All of the records must be set down again word for word.
**** Provided information ****
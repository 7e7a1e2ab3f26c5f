//! Pricing configuration models.

use chrono::{DateTime, Utc};
use rust_decimal::Decimal;
use serde::{Deserialize, Serialize};

use codledger_core::{Carrier, CurrencyCode, Email, PriceKey, ProductUid, RateKey};

/// Per-dropshipper product cost configuration.
///
/// Keyed by (dropshipper, product). The weight participates only in
/// shipping-rate lookups; the cost itself is per unit regardless of weight.
/// Unparseable uploads coerce cost to `0` and weight to `None` rather than
/// rejecting the row.
#[derive(Debug, Clone, Serialize, Deserialize)]
pub struct PriceConfig {
    /// Owning dropshipper.
    pub dropshipper: Email,
    /// Product identity.
    pub product_uid: ProductUid,
    /// Cost charged to the platform per unit.
    pub unit_cost: Decimal,
    /// Product weight in kilograms, used to disambiguate rate lookups.
    pub weight_kg: Option<Decimal>,
    /// Currency the cost is denominated in.
    pub currency: CurrencyCode,
    /// When the row was last upserted.
    pub updated_at: DateTime<Utc>,
}

impl PriceConfig {
    /// Lookup key for this row.
    #[must_use]
    pub fn key(&self) -> PriceKey {
        PriceKey::new(&self.dropshipper, self.product_uid.clone())
    }
}

/// Flat shipping rate configuration.
///
/// Keyed by (product, weight, carrier). The charge is per shipment -
/// `qty x rate`, never `weight x rate` - the weight in the key only
/// disambiguates which rate row applies.
#[derive(Debug, Clone, Serialize, Deserialize)]
pub struct ShippingRateConfig {
    /// Product identity.
    pub product_uid: ProductUid,
    /// Product weight in kilograms this rate row is keyed under.
    pub weight_kg: Decimal,
    /// Carrier this rate applies to.
    pub carrier: Carrier,
    /// Flat charge per shipment.
    pub flat_rate: Decimal,
    /// When the row was last upserted.
    pub updated_at: DateTime<Utc>,
}

impl ShippingRateConfig {
    /// Lookup key for this row.
    #[must_use]
    pub fn key(&self) -> RateKey {
        RateKey::new(self.product_uid.clone(), self.weight_kg, &self.carrier)
    }
}
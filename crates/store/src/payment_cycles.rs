//! Database operations for payment cycle schedules.

use chrono::{DateTime, Utc};
use sqlx::PgPool;

use codledger_core::{Email, PaymentCycleId};
use codledger_engine::models::{CycleKind, PaymentCycle};

use crate::RepositoryError;

/// Input for creating or replacing a payment cycle.
#[derive(Debug, Clone)]
pub struct UpsertCycleInput {
    pub dropshipper: Email,
    pub name: String,
    pub kind: CycleKind,
    pub offset_days: i64,
}

/// Internal row type for payment cycle queries.
#[derive(Debug, sqlx::FromRow)]
struct PaymentCycleRow {
    id: i64,
    dropshipper: Email,
    name: String,
    kind: String,
    offset_days: i64,
    updated_at: DateTime<Utc>,
}

impl From<PaymentCycleRow> for PaymentCycle {
    fn from(row: PaymentCycleRow) -> Self {
        Self {
            id: PaymentCycleId::new(row.id),
            dropshipper: row.dropshipper,
            name: row.name,
            kind: CycleKind::parse(&row.kind),
            offset_days: row.offset_days,
            updated_at: row.updated_at,
        }
    }
}

/// Repository for payment cycle schedules.
pub struct PaymentCycleRepository<'a> {
    pool: &'a PgPool,
}

impl<'a> PaymentCycleRepository<'a> {
    #[must_use]
    pub const fn new(pool: &'a PgPool) -> Self {
        Self { pool }
    }

    /// Create or replace a dropshipper's named cycle.
    ///
    /// # Errors
    ///
    /// Returns `RepositoryError::Database` if the query fails.
    pub async fn upsert(&self, input: &UpsertCycleInput) -> Result<PaymentCycle, RepositoryError> {
        let row: PaymentCycleRow = sqlx::query_as(
            r"
            INSERT INTO payment_cycles (dropshipper, name, kind, offset_days, updated_at)
            VALUES (lower($1), $2, $3, $4, now())
            ON CONFLICT (dropshipper, name) DO UPDATE SET
                kind = EXCLUDED.kind,
                offset_days = EXCLUDED.offset_days,
                updated_at = now()
            RETURNING id, dropshipper, name, kind, offset_days, updated_at
            ",
        )
        .bind(input.dropshipper.as_str())
        .bind(&input.name)
        .bind(input.kind.to_string())
        .bind(input.offset_days)
        .fetch_one(self.pool)
        .await?;

        Ok(row.into())
    }

    /// Update an existing cycle by ID.
    ///
    /// # Errors
    ///
    /// Returns `RepositoryError::NotFound` if the cycle does not exist;
    /// updates never create rows implicitly.
    pub async fn update(
        &self,
        id: PaymentCycleId,
        kind: &CycleKind,
        offset_days: i64,
    ) -> Result<PaymentCycle, RepositoryError> {
        let row: Option<PaymentCycleRow> = sqlx::query_as(
            r"
            UPDATE payment_cycles
            SET kind = $2, offset_days = $3, updated_at = now()
            WHERE id = $1
            RETURNING id, dropshipper, name, kind, offset_days, updated_at
            ",
        )
        .bind(id.as_i64())
        .bind(kind.to_string())
        .bind(offset_days)
        .fetch_optional(self.pool)
        .await?;

        row.map(Into::into).ok_or(RepositoryError::NotFound {
            entity: "payment cycle",
            key: id.to_string(),
        })
    }

    /// Look up a dropshipper's cycle by name.
    ///
    /// # Errors
    ///
    /// Returns `RepositoryError::Database` if the query fails.
    pub async fn fetch(
        &self,
        dropshipper: &Email,
        name: &str,
    ) -> Result<Option<PaymentCycle>, RepositoryError> {
        let row: Option<PaymentCycleRow> = sqlx::query_as(
            r"
            SELECT id, dropshipper, name, kind, offset_days, updated_at
            FROM payment_cycles
            WHERE dropshipper = lower($1) AND name = $2
            ",
        )
        .bind(dropshipper.as_str())
        .bind(name)
        .fetch_optional(self.pool)
        .await?;

        Ok(row.map(Into::into))
    }

    /// List all cycles, optionally scoped to one dropshipper.
    ///
    /// # Errors
    ///
    /// Returns `RepositoryError::Database` if the query fails.
    pub async fn list(
        &self,
        dropshipper: Option<&str>,
    ) -> Result<Vec<PaymentCycle>, RepositoryError> {
        let rows: Vec<PaymentCycleRow> = sqlx::query_as(
            r"
            SELECT id, dropshipper, name, kind, offset_days, updated_at
            FROM payment_cycles
            WHERE ($1::text IS NULL OR dropshipper = lower($1))
            ORDER BY dropshipper, name
            ",
        )
        .bind(dropshipper.map(str::trim))
        .fetch_all(self.pool)
        .await?;

        Ok(rows.into_iter().map(Into::into).collect())
    }
}
//! Engine error type.

use thiserror::Error;

use crate::store::StoreError;

/// Errors returned by the settlement service.
///
/// Calculation itself never fails; degraded inputs produce degraded
/// outputs. Errors here come from storage or from addressing entities
/// that do not exist.
#[derive(Debug, Error)]
pub enum EngineError {
    #[error(transparent)]
    Store(#[from] StoreError),

    /// The named payment cycle is not configured for the dropshipper.
    #[error("no payment cycle named {name:?} for {dropshipper}")]
    CycleNotFound { dropshipper: String, name: String },
}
****
Completed task:
repository 7e7a1e2ab3f26c5f
//! Pricing configuration models.

use chrono::{DateTime, Utc};
use rust_decimal::Decimal;
use serde::{Deserialize, Serialize};

use codledger_core::{Carrier, CurrencyCode, Email, PriceKey, ProductUid, RateKey};

/// Per-dropshipper product cost configuration.
///
/// Keyed by (dropshipper, product). The weight participates only in
/// shipping-rate lookups; the cost itself is per unit regardless of weight.
/// Unparseable uploads coerce cost to `0` and weight to `None` rather than
/// rejecting the row.
#[derive(Debug, Clone, Serialize, Deserialize)]
pub struct PriceConfig {
    /// Owning dropshipper.
    pub dropshipper: Email,
    /// Product identity.
    pub product_uid: ProductUid,
    /// Cost charged to the platform per unit.
    pub unit_cost: Decimal,
    /// Product weight in kilograms, used to disambiguate rate lookups.
    pub weight_kg: Option<Decimal>,
    /// Currency the cost is denominated in.
    pub currency: CurrencyCode,
    /// When the row was last upserted.
    pub updated_at: DateTime<Utc>,
}

impl PriceConfig {
    /// Lookup key for this row.
    #[must_use]
    pub fn key(&self) -> PriceKey {
        PriceKey::new(&self.dropshipper, self.product_uid.clone())
    }
}

/// Flat shipping rate configuration.
///
/// Keyed by (product, weight, carrier). The charge is per shipment -
/// `qty x rate`, never `weight x rate` - the weight in the key only
/// disambiguates which rate row applies.
#[derive(Debug, Clone, Serialize, Deserialize)]
pub struct ShippingRateConfig {
    /// Product identity.
    pub product_uid: ProductUid,
    /// Product weight in kilograms this rate row is keyed under.
    pub weight_kg: Decimal,
    /// Carrier this rate applies to.
    pub carrier: Carrier,
    /// Flat charge per shipment.
    pub flat_rate: Decimal,
    /// When the row was last upserted.
    pub updated_at: DateTime<Utc>,
}

impl ShippingRateConfig {
    /// Lookup key for this row.
    #[must_use]
    pub fn key(&self) -> RateKey {
        RateKey::new(self.product_uid.clone(), self.weight_kg, &self.carrier)
    }
}
filename crates/store/src/payment_cycles.rs
//! Database operations for payment cycle schedules.

use chrono::{DateTime, Utc};
use sqlx::PgPool;

use codledger_core::{Email, PaymentCycleId};
use codledger_engine::models::{CycleKind, PaymentCycle};

use crate::RepositoryError;

/// Input for creating or replacing a payment cycle.
#[derive(Debug, Clone)]
pub struct UpsertCycleInput {
    pub dropshipper: Email,
    pub name: String,
    pub kind: CycleKind,
    pub offset_days: i64,
}

/// Internal row type for payment cycle queries.
#[derive(Debug, sqlx::FromRow)]
struct PaymentCycleRow {
    id: i64,
    dropshipper: Email,
    name: String,
    kind: String,
    offset_days: i64,
    updated_at: DateTime<Utc>,
}

impl From<PaymentCycleRow> for PaymentCycle {
    fn from(row: PaymentCycleRow) -> Self {
        Self {
            id: PaymentCycleId::new(row.id),
            dropshipper: row.dropshipper,
            name: row.name,
            kind: CycleKind::parse(&row.kind),
            offset_days: row.offset_days,
            updated_at: row.updated_at,
        }
    }
}

/// Repository for payment cycle schedules.
pub struct PaymentCycleRepository<'a> {
    pool: &'a PgPool,
}

impl<'a> PaymentCycleRepository<'a> {
    #[must_use]
    pub const fn new(pool: &'a PgPool) -> Self {
        Self { pool }
    }

    /// Create or replace a dropshipper's named cycle.
    ///
    /// # Errors
    ///
    /// Returns `RepositoryError::Database` if the query fails.
    pub async fn upsert(&self, input: &UpsertCycleInput) -> Result<PaymentCycle, RepositoryError> {
        let row: PaymentCycleRow = sqlx::query_as(
            r"
            INSERT INTO payment_cycles (dropshipper, name, kind, offset_days, updated_at)
            VALUES (lower($1), $2, $3, $4, now())
            ON CONFLICT (dropshipper, name) DO UPDATE SET
                kind = EXCLUDED.kind,
                offset_days = EXCLUDED.offset_days,
                updated_at = now()
            RETURNING id, dropshipper, name, kind, offset_days, updated_at
            ",
        )
        .bind(input.dropshipper.as_str())
        .bind(&input.name)
        .bind(input.kind.to_string())
        .bind(input.offset_days)
        .fetch_one(self.pool)
        .await?;

        Ok(row.into())
    }

    /// Update an existing cycle by ID.
    ///
    /// # Errors
    ///
    /// Returns `RepositoryError::NotFound` if the cycle does not exist;
    /// updates never create rows implicitly.
    pub async fn update(
        &self,
        id: PaymentCycleId,
        kind: &CycleKind,
        offset_days: i64,
    ) -> Result<PaymentCycle, RepositoryError> {
        let row: Option<PaymentCycleRow> = sqlx::query_as(
            r"
            UPDATE payment_cycles
            SET kind = $2, offset_days = $3, updated_at = now()
            WHERE id = $1
            RETURNING id, dropshipper, name, kind, offset_days, updated_at
            ",
        )
        .bind(id.as_i64())
        .bind(kind.to_string())
        .bind(offset_days)
        .fetch_optional(self.pool)
        .await?;

        row.map(Into::into).ok_or(RepositoryError::NotFound {
            entity: "payment cycle",
            key: id.to_string(),
        })
    }

    /// Look up a dropshipper's cycle by name.
    ///
    /// # Errors
    ///
    /// Returns `RepositoryError::Database` if the query fails.
    pub async fn fetch(
        &self,
        dropshipper: &Email,
        name: &str,
    ) -> Result<Option<PaymentCycle>, RepositoryError> {
        let row: Option<PaymentCycleRow> = sqlx::query_as(
            r"
            SELECT id, dropshipper, name, kind, offset_days, updated_at
            FROM payment_cycles
            WHERE dropshipper = lower($1) AND name = $2
            ",
        )
        .bind(dropshipper.as_str())
        .bind(name)
        .fetch_optional(self.pool)
        .await?;

        Ok(row.map(Into::into))
    }

    /// List all cycles, optionally scoped to one dropshipper.
    ///
    /// # Errors
    ///
    /// Returns `RepositoryError::Database` if the query fails.
    pub async fn list(
        &self,
        dropshipper: Option<&str>,
    ) -> Result<Vec<PaymentCycle>, RepositoryError> {
        let rows: Vec<PaymentCycleRow> = sqlx::query_as(
            r"
            SELECT id, dropshipper, name, kind, offset_days, updated_at
            FROM payment_cycles
            WHERE ($1::text IS NULL OR dropshipper = lower($1))
            ORDER BY dropshipper, name
            ",
        )
        .bind(dropshipper.map(str::trim))
        .fetch_all(self.pool)
        .await?;

        Ok(rows.into_iter().map(Into::into).collect())
    }
}
//! Engine error type.

use thiserror::Error;

use crate::store::StoreError;

/// Errors returned by the settlement service.
///
/// Calculation itself never fails; degraded inputs produce degraded
/// outputs. Errors here come from storage or from addressing entities
/// that do not exist.
#[derive(Debug, Error)]
pub enum EngineError {
    #[error(transparent)]
    Store(#[from] StoreError),

    /// The named payment cycle is not configured for the dropshipper.
    #[error("no payment cycle named {name:?} for {dropshipper}")]
    CycleNotFound { dropshipper: String, name: String },
}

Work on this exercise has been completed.